▶ Exercise data
※
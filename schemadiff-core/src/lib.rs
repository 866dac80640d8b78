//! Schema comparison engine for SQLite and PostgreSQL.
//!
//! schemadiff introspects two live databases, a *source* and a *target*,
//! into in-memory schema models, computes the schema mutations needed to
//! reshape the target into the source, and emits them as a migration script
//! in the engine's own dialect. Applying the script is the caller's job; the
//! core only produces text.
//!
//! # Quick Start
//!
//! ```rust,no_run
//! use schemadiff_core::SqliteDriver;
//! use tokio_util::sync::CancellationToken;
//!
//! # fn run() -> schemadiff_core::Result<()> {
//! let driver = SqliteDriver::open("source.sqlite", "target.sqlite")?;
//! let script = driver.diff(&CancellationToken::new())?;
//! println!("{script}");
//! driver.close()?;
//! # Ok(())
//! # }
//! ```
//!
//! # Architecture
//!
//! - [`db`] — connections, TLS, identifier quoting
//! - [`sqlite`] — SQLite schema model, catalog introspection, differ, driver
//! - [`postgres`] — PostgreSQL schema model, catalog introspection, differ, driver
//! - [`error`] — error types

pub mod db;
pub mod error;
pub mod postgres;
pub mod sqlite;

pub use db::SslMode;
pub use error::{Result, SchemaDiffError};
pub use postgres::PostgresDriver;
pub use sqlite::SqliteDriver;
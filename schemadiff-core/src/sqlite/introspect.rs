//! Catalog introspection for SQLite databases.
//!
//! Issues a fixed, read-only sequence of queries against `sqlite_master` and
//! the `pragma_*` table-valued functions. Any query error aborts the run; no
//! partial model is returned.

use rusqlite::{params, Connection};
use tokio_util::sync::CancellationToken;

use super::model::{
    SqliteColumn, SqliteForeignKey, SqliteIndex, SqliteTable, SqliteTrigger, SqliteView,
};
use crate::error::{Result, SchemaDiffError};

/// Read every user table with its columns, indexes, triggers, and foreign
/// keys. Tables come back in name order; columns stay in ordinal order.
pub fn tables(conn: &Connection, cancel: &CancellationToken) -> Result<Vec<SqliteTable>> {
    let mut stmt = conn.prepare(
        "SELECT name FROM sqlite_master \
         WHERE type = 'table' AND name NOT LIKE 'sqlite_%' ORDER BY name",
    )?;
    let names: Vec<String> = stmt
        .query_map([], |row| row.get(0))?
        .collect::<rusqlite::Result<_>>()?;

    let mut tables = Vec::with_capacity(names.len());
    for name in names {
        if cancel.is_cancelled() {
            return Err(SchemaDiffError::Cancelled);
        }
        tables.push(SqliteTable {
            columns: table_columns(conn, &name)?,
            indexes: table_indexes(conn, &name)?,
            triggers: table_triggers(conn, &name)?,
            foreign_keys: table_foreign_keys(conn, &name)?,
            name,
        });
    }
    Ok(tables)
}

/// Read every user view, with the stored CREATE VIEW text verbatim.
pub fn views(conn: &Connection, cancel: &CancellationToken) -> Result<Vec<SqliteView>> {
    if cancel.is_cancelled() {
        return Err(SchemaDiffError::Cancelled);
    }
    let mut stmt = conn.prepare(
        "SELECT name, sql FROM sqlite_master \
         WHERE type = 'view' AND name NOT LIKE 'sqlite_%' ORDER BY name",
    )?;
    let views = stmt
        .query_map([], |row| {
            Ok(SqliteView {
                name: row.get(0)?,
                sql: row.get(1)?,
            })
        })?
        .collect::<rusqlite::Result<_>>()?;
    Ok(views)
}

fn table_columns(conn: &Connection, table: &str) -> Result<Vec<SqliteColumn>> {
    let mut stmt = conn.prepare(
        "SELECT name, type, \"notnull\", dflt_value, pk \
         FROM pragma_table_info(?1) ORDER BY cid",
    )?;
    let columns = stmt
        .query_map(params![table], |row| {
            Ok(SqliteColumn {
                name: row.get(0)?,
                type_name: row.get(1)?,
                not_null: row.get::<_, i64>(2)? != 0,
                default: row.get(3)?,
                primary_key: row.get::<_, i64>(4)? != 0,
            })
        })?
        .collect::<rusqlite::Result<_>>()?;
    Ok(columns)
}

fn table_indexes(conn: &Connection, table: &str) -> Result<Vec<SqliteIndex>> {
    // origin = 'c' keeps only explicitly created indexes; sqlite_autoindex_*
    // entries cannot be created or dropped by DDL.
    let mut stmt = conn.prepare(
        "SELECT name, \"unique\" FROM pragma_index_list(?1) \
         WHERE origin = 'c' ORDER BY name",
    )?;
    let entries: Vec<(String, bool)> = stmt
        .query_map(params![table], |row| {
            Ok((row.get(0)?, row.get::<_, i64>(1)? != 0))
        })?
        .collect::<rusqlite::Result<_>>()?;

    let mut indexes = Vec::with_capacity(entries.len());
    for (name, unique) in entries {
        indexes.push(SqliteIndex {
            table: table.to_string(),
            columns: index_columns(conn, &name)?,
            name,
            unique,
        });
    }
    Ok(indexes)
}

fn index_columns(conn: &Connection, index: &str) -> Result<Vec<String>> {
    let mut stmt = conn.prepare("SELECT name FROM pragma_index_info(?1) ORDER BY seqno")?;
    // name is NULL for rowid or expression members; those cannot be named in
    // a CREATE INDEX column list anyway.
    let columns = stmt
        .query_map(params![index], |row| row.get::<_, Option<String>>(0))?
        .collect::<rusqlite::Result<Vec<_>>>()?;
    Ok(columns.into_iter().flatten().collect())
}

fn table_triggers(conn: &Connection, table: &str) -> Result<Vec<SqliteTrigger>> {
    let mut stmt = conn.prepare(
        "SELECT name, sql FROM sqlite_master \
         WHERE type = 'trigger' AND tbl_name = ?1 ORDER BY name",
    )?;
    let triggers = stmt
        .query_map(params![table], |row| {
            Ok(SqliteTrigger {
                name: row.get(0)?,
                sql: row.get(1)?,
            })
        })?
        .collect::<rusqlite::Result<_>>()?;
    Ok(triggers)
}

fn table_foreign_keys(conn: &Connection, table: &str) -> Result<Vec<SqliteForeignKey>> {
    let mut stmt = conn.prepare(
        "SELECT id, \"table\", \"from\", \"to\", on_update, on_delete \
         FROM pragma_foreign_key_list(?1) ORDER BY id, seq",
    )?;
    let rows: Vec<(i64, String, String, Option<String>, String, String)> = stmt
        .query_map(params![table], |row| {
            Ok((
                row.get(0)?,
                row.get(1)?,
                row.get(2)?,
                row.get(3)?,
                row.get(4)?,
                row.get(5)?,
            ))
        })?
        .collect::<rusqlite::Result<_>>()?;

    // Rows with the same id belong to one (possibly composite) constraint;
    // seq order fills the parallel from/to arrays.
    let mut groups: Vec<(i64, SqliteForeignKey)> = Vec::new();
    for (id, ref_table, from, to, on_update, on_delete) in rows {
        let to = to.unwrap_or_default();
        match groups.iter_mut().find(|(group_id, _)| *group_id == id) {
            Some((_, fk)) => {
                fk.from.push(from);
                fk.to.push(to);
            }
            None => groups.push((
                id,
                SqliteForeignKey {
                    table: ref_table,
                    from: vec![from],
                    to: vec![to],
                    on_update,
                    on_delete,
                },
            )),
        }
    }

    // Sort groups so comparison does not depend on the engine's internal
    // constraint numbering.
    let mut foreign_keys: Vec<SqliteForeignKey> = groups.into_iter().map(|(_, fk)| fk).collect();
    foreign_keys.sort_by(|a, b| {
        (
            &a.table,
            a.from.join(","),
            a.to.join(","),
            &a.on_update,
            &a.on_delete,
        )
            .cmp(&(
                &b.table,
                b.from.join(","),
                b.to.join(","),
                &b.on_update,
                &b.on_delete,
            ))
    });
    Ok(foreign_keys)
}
※
▶ Instructions to follow
The entries listed above are to be output exactly. Leave none out.

▶ Problem solution
filename schemadiff-core/src/lib.rs
repository 866dac80640d8b78
//! Schema comparison engine for SQLite and PostgreSQL.
//!
//! schemadiff introspects two live databases, a *source* and a *target*,
//! into in-memory schema models, computes the schema mutations needed to
//! reshape the target into the source, and emits them as a migration script
//! in the engine's own dialect. Applying the script is the caller's job; the
//! core only produces text.
//!
//! # Quick Start
//!
//! ```rust,no_run
//! use schemadiff_core::SqliteDriver;
//! use tokio_util::sync::CancellationToken;
//!
//! # fn run() -> schemadiff_core::Result<()> {
//! let driver = SqliteDriver::open("source.sqlite", "target.sqlite")?;
//! let script = driver.diff(&CancellationToken::new())?;
//! println!("{script}");
//! driver.close()?;
//! # Ok(())
//! # }
//! ```
//!
//! # Architecture
//!
//! - [`db`] — connections, TLS, identifier quoting
//! - [`sqlite`] — SQLite schema model, catalog introspection, differ, driver
//! - [`postgres`] — PostgreSQL schema model, catalog introspection, differ, driver
//! - [`error`] — error types

pub mod db;
pub mod error;
pub mod postgres;
pub mod sqlite;

pub use db::SslMode;
pub use error::{Result, SchemaDiffError};
pub use postgres::PostgresDriver;
pub use sqlite::SqliteDriver;
filename schemadiff-core/src/sqlite/introspect.rs
//! Catalog introspection for SQLite databases.
//!
//! Issues a fixed, read-only sequence of queries against `sqlite_master` and
//! the `pragma_*` table-valued functions. Any query error aborts the run; no
//! partial model is returned.

use rusqlite::{params, Connection};
use tokio_util::sync::CancellationToken;

use super::model::{
    SqliteColumn, SqliteForeignKey, SqliteIndex, SqliteTable, SqliteTrigger, SqliteView,
};
use crate::error::{Result, SchemaDiffError};

/// Read every user table with its columns, indexes, triggers, and foreign
/// keys. Tables come back in name order; columns stay in ordinal order.
pub fn tables(conn: &Connection, cancel: &CancellationToken) -> Result<Vec<SqliteTable>> {
    let mut stmt = conn.prepare(
        "SELECT name FROM sqlite_master \
         WHERE type = 'table' AND name NOT LIKE 'sqlite_%' ORDER BY name",
    )?;
    let names: Vec<String> = stmt
        .query_map([], |row| row.get(0))?
        .collect::<rusqlite::Result<_>>()?;

    let mut tables = Vec::with_capacity(names.len());
    for name in names {
        if cancel.is_cancelled() {
            return Err(SchemaDiffError::Cancelled);
        }
        tables.push(SqliteTable {
            columns: table_columns(conn, &name)?,
            indexes: table_indexes(conn, &name)?,
            triggers: table_triggers(conn, &name)?,
            foreign_keys: table_foreign_keys(conn, &name)?,
            name,
        });
    }
    Ok(tables)
}

/// Read every user view, with the stored CREATE VIEW text verbatim.
pub fn views(conn: &Connection, cancel: &CancellationToken) -> Result<Vec<SqliteView>> {
    if cancel.is_cancelled() {
        return Err(SchemaDiffError::Cancelled);
    }
    let mut stmt = conn.prepare(
        "SELECT name, sql FROM sqlite_master \
         WHERE type = 'view' AND name NOT LIKE 'sqlite_%' ORDER BY name",
    )?;
    let views = stmt
        .query_map([], |row| {
            Ok(SqliteView {
                name: row.get(0)?,
                sql: row.get(1)?,
            })
        })?
        .collect::<rusqlite::Result<_>>()?;
    Ok(views)
}

fn table_columns(conn: &Connection, table: &str) -> Result<Vec<SqliteColumn>> {
    let mut stmt = conn.prepare(
        "SELECT name, type, \"notnull\", dflt_value, pk \
         FROM pragma_table_info(?1) ORDER BY cid",
    )?;
    let columns = stmt
        .query_map(params![table], |row| {
            Ok(SqliteColumn {
                name: row.get(0)?,
                type_name: row.get(1)?,
                not_null: row.get::<_, i64>(2)? != 0,
                default: row.get(3)?,
                primary_key: row.get::<_, i64>(4)? != 0,
            })
        })?
        .collect::<rusqlite::Result<_>>()?;
    Ok(columns)
}

fn table_indexes(conn: &Connection, table: &str) -> Result<Vec<SqliteIndex>> {
    // origin = 'c' keeps only explicitly created indexes; sqlite_autoindex_*
    // entries cannot be created or dropped by DDL.
    let mut stmt = conn.prepare(
        "SELECT name, \"unique\" FROM pragma_index_list(?1) \
         WHERE origin = 'c' ORDER BY name",
    )?;
    let entries: Vec<(String, bool)> = stmt
        .query_map(params![table], |row| {
            Ok((row.get(0)?, row.get::<_, i64>(1)? != 0))
        })?
        .collect::<rusqlite::Result<_>>()?;

    let mut indexes = Vec::with_capacity(entries.len());
    for (name, unique) in entries {
        indexes.push(SqliteIndex {
            table: table.to_string(),
            columns: index_columns(conn, &name)?,
            name,
            unique,
        });
    }
    Ok(indexes)
}

fn index_columns(conn: &Connection, index: &str) -> Result<Vec<String>> {
    let mut stmt = conn.prepare("SELECT name FROM pragma_index_info(?1) ORDER BY seqno")?;
    // name is NULL for rowid or expression members; those cannot be named in
    // a CREATE INDEX column list anyway.
    let columns = stmt
        .query_map(params![index], |row| row.get::<_, Option<String>>(0))?
        .collect::<rusqlite::Result<Vec<_>>>()?;
    Ok(columns.into_iter().flatten().collect())
}

fn table_triggers(conn: &Connection, table: &str) -> Result<Vec<SqliteTrigger>> {
    let mut stmt = conn.prepare(
        "SELECT name, sql FROM sqlite_master \
         WHERE type = 'trigger' AND tbl_name = ?1 ORDER BY name",
    )?;
    let triggers = stmt
        .query_map(params![table], |row| {
            Ok(SqliteTrigger {
                name: row.get(0)?,
                sql: row.get(1)?,
            })
        })?
        .collect::<rusqlite::Result<_>>()?;
    Ok(triggers)
}

fn table_foreign_keys(conn: &Connection, table: &str) -> Result<Vec<SqliteForeignKey>> {
    let mut stmt = conn.prepare(
        "SELECT id, \"table\", \"from\", \"to\", on_update, on_delete \
         FROM pragma_foreign_key_list(?1) ORDER BY id, seq",
    )?;
    let rows: Vec<(i64, String, String, Option<String>, String, String)> = stmt
        .query_map(params![table], |row| {
            Ok((
                row.get(0)?,
                row.get(1)?,
                row.get(2)?,
                row.get(3)?,
                row.get(4)?,
                row.get(5)?,
            ))
        })?
        .collect::<rusqlite::Result<_>>()?;

    // Rows with the same id belong to one (possibly composite) constraint;
    // seq order fills the parallel from/to arrays.
    let mut groups: Vec<(i64, SqliteForeignKey)> = Vec::new();
    for (id, ref_table, from, to, on_update, on_delete) in rows {
        let to = to.unwrap_or_default();
        match groups.iter_mut().find(|(group_id, _)| *group_id == id) {
            Some((_, fk)) => {
                fk.from.push(from);
                fk.to.push(to);
            }
            None => groups.push((
                id,
                SqliteForeignKey {
                    table: ref_table,
                    from: vec![from],
                    to: vec![to],
                    on_update,
                    on_delete,
                },
            )),
        }
    }

    // Sort groups so comparison does not depend on the engine's internal
    // constraint numbering.
    let mut foreign_keys: Vec<SqliteForeignKey> = groups.into_iter().map(|(_, fk)| fk).collect();
    foreign_keys.sort_by(|a, b| {
        (
            &a.table,
            a.from.join(","),
            a.to.join(","),
            &a.on_update,
            &a.on_delete,
        )
            .cmp(&(
                &b.table,
                b.from.join(","),
                b.to.join(","),
                &b.on_update,
                &b.on_delete,
            ))
    });
    Ok(foreign_keys)
}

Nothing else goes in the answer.